Union locale CGT Paris 5ème/6ième (UL-CGT 5-6)

La Métropole du Grand-Paris

Carte d’identification des employés du BTP : la CGT interpelle le Premier ministre sur les moyens pris pour la rendre efficace

Lettre ouverte à la Ministre du travail et au Premier Ministre

Nous vous interpellons à nouveau sur la Carte d’Identité Professionnelle pour les ouvriers du BTP afin de vous faire part de nos inquiétudes quant à la gestion et l’efficacité de ce nouveau dispositif.
Certes, la dématérialisation des déclarations de détachement fournit un outil plus approprié et les informations contenues sur cette carte, en ce qui concerne le salarié et son employeur, peuvent s’avérer utiles pour lutter contre la fraude.

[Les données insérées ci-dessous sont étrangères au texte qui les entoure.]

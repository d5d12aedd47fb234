//! Kubernetes resource quantities (`250m`, `2048Ki`, `1e3`, ...) as plain
//! numbers: CPU in cores, memory in bytes.

/// Parse a quantity string. `None` when it is not one.
pub fn parse_quantity(raw: &str) -> Option<f64> {
    let raw = raw.trim();
    let split = raw
        .find(|c: char| !(c.is_ascii_digit() || c == '.' || c == '+' || c == '-'))
        .unwrap_or(raw.len());
    let (number, suffix) = raw.split_at(split);
    let base: f64 = number.parse().ok()?;

    let scale = match suffix {
        "" => 1.0,
        "n" => 1e-9,
        "u" => 1e-6,
        "m" => 1e-3,
        "k" => 1e3,
        "M" => 1e6,
        "G" => 1e9,
        "T" => 1e12,
        "P" => 1e15,
        "E" => 1e18,
        "Ki" => 1024f64,
        "Mi" => 1024f64.powi(2),
        "Gi" => 1024f64.powi(3),
        "Ti" => 1024f64.powi(4),
        "Pi" => 1024f64.powi(5),
        "Ei" => 1024f64.powi(6),
        // decimal exponent: 1e3, 1E-2
        exp if exp.starts_with(['e', 'E']) => 10f64.powi(exp[1..].parse().ok()?),
        _ => return None,
    };

    let value = base * scale;
    value.is_finite().then_some(value)
}
pub mod correlator;
pub mod sink;

use bytes::Bytes;
use indexmap::IndexMap;
use serde_json::Value;

pub use correlator::Correlator;
pub use sink::{CsvSink, SinkError, SinkHandle, SinkWriter};

// ─── Field names ─────────────────────────────────────────────────

pub const REQUEST_ID: &str = "requestId";
pub const REQUEST_TIME: &str = "requestTime";
pub const RESPONSE_TIME: &str = "responseTime";
pub const REQUEST_RESPONSE_LATENCY: &str = "requestResponseLatency";
pub const STATUS_CODE: &str = "statusCode";
pub const SCHEDULING_LATENCY: &str = "schedulingLatency";
/// Self-reported by the function inside `metrics`.
pub const EXECUTION_START_TIME: &str = "executionStartTime";

/// Fields the correlator owns; neither the body nor telemetry may replace them.
pub const IDENTIFYING_FIELDS: [&str; 5] = [
    REQUEST_ID,
    REQUEST_TIME,
    RESPONSE_TIME,
    REQUEST_RESPONSE_LATENCY,
    STATUS_CODE,
];

// ─── Response envelope ───────────────────────────────────────────

/// What the instrumented function sent back. Read-only here.
#[derive(Debug, Clone)]
pub struct ResponseEnvelope {
    pub status_code: u16,
    /// Raw body; only parsed as JSON when the status is a success.
    pub body: Bytes,
}

impl ResponseEnvelope {
    pub fn new(status_code: u16, body: impl Into<Bytes>) -> Self {
        Self {
            status_code,
            body: body.into(),
        }
    }

    /// `status < 300`, matching what the harness treats as a served request.
    pub fn is_success(&self) -> bool {
        self.status_code < 300
    }
}

// ─── Field values ────────────────────────────────────────────────

/// One scalar cell of a record.
#[derive(Debug, Clone, PartialEq)]
pub enum FieldValue {
    Int(i64),
    Float(f64),
    Bool(bool),
    Text(String),
}

impl FieldValue {
    /// Convert a JSON value. `null` has no cell; arrays and objects are kept
    /// as their compact JSON text.
    pub fn from_json(value: &Value) -> Option<Self> {
        match value {
            Value::Null => None,
            Value::Bool(b) => Some(Self::Bool(*b)),
            Value::Number(n) => n
                .as_i64()
                .map(Self::Int)
                .or_else(|| n.as_f64().map(Self::Float)),
            Value::String(s) => Some(Self::Text(s.clone())),
            Value::Array(_) | Value::Object(_) => Some(Self::Text(value.to_string())),
        }
    }

    /// Whole floats become integers (replica counts and the like).
    pub fn number(value: f64) -> Self {
        if value.fract() == 0.0 && value.abs() < i64::MAX as f64 {
            Self::Int(value as i64)
        } else {
            Self::Float(value)
        }
    }

    /// Text written into the CSV cell.
    pub fn to_cell(&self) -> String {
        match self {
            Self::Int(i) => i.to_string(),
            Self::Float(f) => f.to_string(),
            Self::Bool(b) => b.to_string(),
            Self::Text(s) => s.clone(),
        }
    }
}

impl From<i64> for FieldValue {
    fn from(v: i64) -> Self {
        Self::Int(v)
    }
}

impl From<u16> for FieldValue {
    fn from(v: u16) -> Self {
        Self::Int(v.into())
    }
}

impl From<f64> for FieldValue {
    fn from(v: f64) -> Self {
        Self::Float(v)
    }
}

impl From<bool> for FieldValue {
    fn from(v: bool) -> Self {
        Self::Bool(v)
    }
}

impl From<String> for FieldValue {
    fn from(v: String) -> Self {
        Self::Text(v)
    }
}

impl From<&str> for FieldValue {
    fn from(v: &str) -> Self {
        Self::Text(v.to_owned())
    }
}

// ─── Record ──────────────────────────────────────────────────────

/// The unit written to the sink: field name → scalar, in insertion order.
///
/// The field set is open-ended (per-node telemetry keys, whatever the
/// function reports), so this is a map rather than a struct. A field that
/// could not be computed is simply absent.
#[derive(Debug, Clone, Default, PartialEq)]
pub struct MetricsRecord {
    fields: IndexMap<String, FieldValue>,
}

impl MetricsRecord {
    pub fn new() -> Self {
        Self::default()
    }

    /// Set a field, replacing any previous value in place.
    pub fn insert(&mut self, name: impl Into<String>, value: impl Into<FieldValue>) {
        self.fields.insert(name.into(), value.into());
    }

    pub fn get(&self, name: &str) -> Option<&FieldValue> {
        self.fields.get(name)
    }

    pub fn contains(&self, name: &str) -> bool {
        self.fields.contains_key(name)
    }

    pub fn len(&self) -> usize {
        self.fields.len()
    }

    pub fn is_empty(&self) -> bool {
        self.fields.is_empty()
    }

    pub fn names(&self) -> impl Iterator<Item = &str> {
        self.fields.keys().map(String::as_str)
    }
}
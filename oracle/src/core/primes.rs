//! Prime factorization used by the Prime Factory level.

/// Supplies the prime factors of a non-negative integer.
pub trait PrimeFactors: Send + Sync {
    /// Prime factors of `n` in ascending order, with multiplicity.
    ///
    /// `0` and `1` have no prime factors.
    fn factors(&self, n: u64) -> Vec<u64>;
}

/// Trial division; plenty for the small values the levels use.
#[derive(Debug, Clone, Copy, Default)]
pub struct TrialDivision;

impl PrimeFactors for TrialDivision {
    fn factors(&self, n: u64) -> Vec<u64> {
        let mut factors = Vec::new();
        if n < 2 {
            return factors;
        }
        let mut rest = n;
        let mut divisor = 2u64;
        while divisor.saturating_mul(divisor) <= rest {
            while rest % divisor == 0 {
                factors.push(divisor);
                rest /= divisor;
            }
            divisor += if divisor == 2 { 1 } else { 2 };
        }
        if rest > 1 {
            factors.push(rest);
        }
        factors
    }
}
//! Reference oracle for numbered puzzle levels.
//!
//! Given a level number and an inbox, the oracle computes the outbox a correct
//! solution must produce, so player-authored solutions can be checked against
//! ground truth. The crate keeps a strict separation:
//!
//! - **[`core`]**: Pure, deterministic logic (items, splitters, per-level
//!   transforms, the level registry). No I/O, fully testable in isolation.
//! - **[`io`]**: Side-effecting operations (config file, level catalog).
//!
//! Orchestration modules ([`session`], [`check`], [`verify`]) combine the two
//! to implement CLI commands.

pub mod check;
pub mod core;
pub mod exit_codes;
pub mod io;
pub mod logging;
pub mod session;
#[cfg(any(test, feature = "test-support"))]
pub mod test_support;
pub mod verify;
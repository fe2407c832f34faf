//! Sequence splitting shared by the grouped and string-encoded levels.

use crate::core::item::Item;

/// A string-encoded sequence whose last string has no terminating `0`.
#[derive(Debug, Clone, Copy, PartialEq, Eq, thiserror::Error)]
#[error("string starting at index {start} is not terminated by 0")]
pub struct UnterminatedString {
    /// Offset of the first item after the last sentinel.
    pub start: usize,
}

/// Split a zero-terminated sequence into its strings, sentinels excluded.
///
/// Every string must be followed by a `0`. An empty input has no strings.
/// A trailing fragment without its sentinel is rejected rather than emitted.
pub fn split_by_sentinel(seq: &[Item]) -> Result<Vec<&[Item]>, UnterminatedString> {
    let mut strings = Vec::new();
    let mut start = 0;
    for (index, item) in seq.iter().enumerate() {
        if item.is_sentinel() {
            strings.push(&seq[start..index]);
            start = index + 1;
        }
    }
    if start < seq.len() {
        return Err(UnterminatedString { start });
    }
    Ok(strings)
}

/// Split `seq` into consecutive groups of `group_size`.
///
/// The final group is shorter when the length is not a multiple of
/// `group_size`. Panics if `group_size` is zero.
pub fn split_fixed_groups<T>(seq: &[T], group_size: usize) -> Vec<&[T]> {
    seq.chunks(group_size).collect()
}
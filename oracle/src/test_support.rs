//! Test-only helpers for building inboxes and registries.

use std::sync::Arc;

use crate::core::item::Item;
use crate::core::primes::TrialDivision;
use crate::core::registry::LevelRegistry;
use crate::io::levels::LevelCatalog;

/// Numeric items in order.
pub fn nums(values: &[i64]) -> Vec<Item> {
    values.iter().copied().map(Item::Number).collect()
}

/// One letter item per character of `text`.
pub fn letters(text: &str) -> Vec<Item> {
    text.chars().map(Item::Letter).collect()
}

/// Registry over the bundled catalog with trial-division factoring.
pub fn bundled_registry() -> LevelRegistry {
    let catalog = LevelCatalog::bundled().expect("bundled catalog");
    LevelRegistry::build(&catalog, Arc::new(TrialDivision))
}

Cependant, cela est loin d’être suffisant.
Nous nous inquiétons tout d’abord de voir que vous laissez aux employeurs français du BTP la gestion unilatérale et l’auto contrôle de la CIP via la Caisse Nationale de Congés Payés de la branche. Cette même Caisse, régulièrement dénoncée par la Cour des Comptes sur son opacité dans la tenue de ses fonds financiers, ne présente en rien un gage d’efficacité et de probité.
En Europe, la grande majorité des pays ayant adopté le port du badge le gère de manière paritaire, afin d’obtenir autant que faire se peut un contrôle plus impartial. Comment se fait-il que là encore la France soit à la traîne en décidant d’exclure les organisations syndicales dans le contrôle de ces badges ?
Si votre souhait est de réellement lutter contre la fraude sociale, il est temps que vos paroles soient accompagnées de mesures beaucoup plus efficaces visant à donner aux organisations syndicales la place qui leur revient car nous sommes bien souvent les seuls (avec les corps de contrôle) à pouvoir intervenir à temps dans les cas d’abus. Ainsi, si nous étions pleinement associés à la gestion de ces cartes, nous serions en mesure de réagir plus vite en cas de manquements afin de protéger et défendre efficacement les salariés.
D’autre part, il est faux de penser que cette carte seule aurait un quelconque effet sur la fraude au détachement organisée en Europe. En ce sens, vous nous avez annoncé un renforcement des contrôles mais qu’en est-il des effectifs ? Dans la pratique, vous demandez plus de contrôles mais, avec toujours moins d’inspecteurs ; cela pose un sérieux problème de cohérence avec votre soi-disant volonté de lutter efficacement contre la fraude.
Finalement, même lorsque les fraudes sont détectées, force est de constater qu’en l’état, aucun élément coercitif dans l’arsenal juridique n’empêchera les fraudeurs de continuer. Faut-il rappeler le procès Flamanville avec la condamnation dérisoire de Bouygues à 25 000 euros d’amende pour plus de 460 salariés détachés lésés dans leurs droits fondamentaux ?
Donc, il est temps que vous compreniez la gravité de la situation et que vous agissiez par conséquence avec des mesures concrètes qui passent notamment par :
- un renforcement significatif des contrôles en donnant les moyens humains et financiers aux corps de contrôle ;
mieux et plus vérifier, tant la durée de travail journalière qu’hebdomadaire effective des salariés concernés et le nombre de jours liés à l’opération ;
- la transparence pour les organisations syndicales sur les informations mentionnées sur la carte et son port obligatoire individuellement sur chaque site ;
- un renforcement de l’arsenal juridique avec une responsabilisation solidaire et judiciaire plus marquée s’agissant des donneurs d’ordres et autres maîtres d’ouvrages qui définissent les conditions de réalisation d’ouvrages (délais, travaux de nuit ou pas, moins disance systématique des appels d’offre, etc.) ;
- une participation active à la refonte de la directive détachement de 1996 en garantissant l’égalité de traitement des salariés. Les propositions de la Commission Européenne demeurent largement insuffisantes pour lutter contre le dumping social en Europe.